══ Supplied data ══

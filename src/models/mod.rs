// Published metric records

mod disk;
mod metrics;

pub use disk::DiskStat;
pub use metrics::{CpuMetrics, DerivedMetrics, MemoryMetrics};
use anyhow::Result;
use procmon::disk_repo::{DiskSource, NoDisks, SysinfoDisks};
use procmon::*;
use std::sync::Arc;
use std::sync::atomic::AtomicUsize;
use tokio::sync::{broadcast, watch};
use tokio::time::Duration;
use tracing_subscriber::EnvFilter;
use tracing_subscriber::fmt::time::FormatTime;

struct LocalTimer;

impl FormatTime for LocalTimer {
    fn format_time(&self, w: &mut tracing_subscriber::fmt::format::Writer<'_>) -> std::fmt::Result {
        write!(
            w,
            "{}",
            chrono::Local::now().format("%Y-%m-%dT%H:%M:%S%.3f%:z")
        )
    }
}

#[tokio::main]
async fn main() -> Result<()> {
    let filter = EnvFilter::try_from_default_env().unwrap_or_else(|_| EnvFilter::new("info"));
    tracing_subscriber::fmt()
        .with_timer(LocalTimer)
        .with_env_filter(filter)
        .init();

    let app_config = config::AppConfig::load()?;
    let (metrics_tx, _) =
        broadcast::channel::<models::DerivedMetrics>(app_config.publishing.broadcast_capacity);
    let (latest_tx, latest_rx) = watch::channel(None);
    let ws_connections = Arc::new(AtomicUsize::new(0));

    let disks: Arc<dyn DiskSource> = if app_config.sampler.collect_disks {
        Arc::new(SysinfoDisks::new())
    } else {
        Arc::new(NoDisks)
    };

    let (sample_tx, sample_rx) = sampler::output_channel();
    let (shutdown_tx, shutdown_rx) = tokio::sync::oneshot::channel();
    let sampler_handle = sampler::spawn(
        sampler::SamplerDeps {
            disks,
            tx: sample_tx,
            shutdown_rx,
        },
        app_config.sampler.sampler_config(),
    );
    let publisher_handle = publisher::spawn(
        publisher::PublisherDeps {
            rx: sample_rx,
            latest_tx,
            broadcast_tx: metrics_tx.clone(),
            ws_connections: ws_connections.clone(),
        },
        Duration::from_secs(app_config.monitoring.stats_log_interval_secs),
    );
    tracing::info!(
        interval_secs = app_config.sampler.interval_secs,
        stat_path = %app_config.sampler.stat_path.display(),
        meminfo_path = %app_config.sampler.meminfo_path.display(),
        collect_disks = app_config.sampler.collect_disks,
        "Sampler started"
    );

    let app = routes::app(latest_rx, metrics_tx, ws_connections);
    let addr = format!("{}:{}", app_config.server.host, app_config.server.port);
    let listener = tokio::net::TcpListener::bind(&addr).await?;
    tracing::info!("Listening on http://{}", addr);

    tokio::select! {
        result = axum::serve(listener, app) => {
            result?;
        }
        _ = shutdown_signal() => {
            tracing::info!("Received shutdown signal");
            let _ = shutdown_tx.send(());
            match sampler_handle.await {
                Ok(stats) => tracing::info!(
                    ticks = stats.ticks,
                    delivered = stats.delivered,
                    cpu_failures = stats.cpu_failures,
                    memory_failures = stats.memory_failures,
                    disk_failures = stats.disk_failures,
                    "Sampler stopped"
                ),
                Err(e) => tracing::warn!(error = %e, "sampler task failed"),
            }
            let _ = publisher_handle.await;
        }
    }

    Ok(())
}

async fn shutdown_signal() {
    #[cfg(unix)]
    {
        let mut sigterm = match tokio::signal::unix::signal(
            tokio::signal::unix::SignalKind::terminate(),
        ) {
            Ok(s) => s,
            Err(_) => {
                let _ = tokio::signal::ctrl_c().await;
                return;
            }
        };
        tokio::select! {
            _ = tokio::signal::ctrl_c() => {}
            _ = sigterm.recv() => {}
        }
    }
    #[cfg(not(unix))]
    {
        let _ = tokio::signal::ctrl_c().await;
    }
}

═══

Exercise details:
Look through the entries above. Copy out every line holding the word "DiskSource".

Solution:
use procmon::disk_repo::{DiskSource, NoDisks, SysinfoDisks};
    let disks: Arc<dyn DiskSource> = if app_config.sampler.collect_disks {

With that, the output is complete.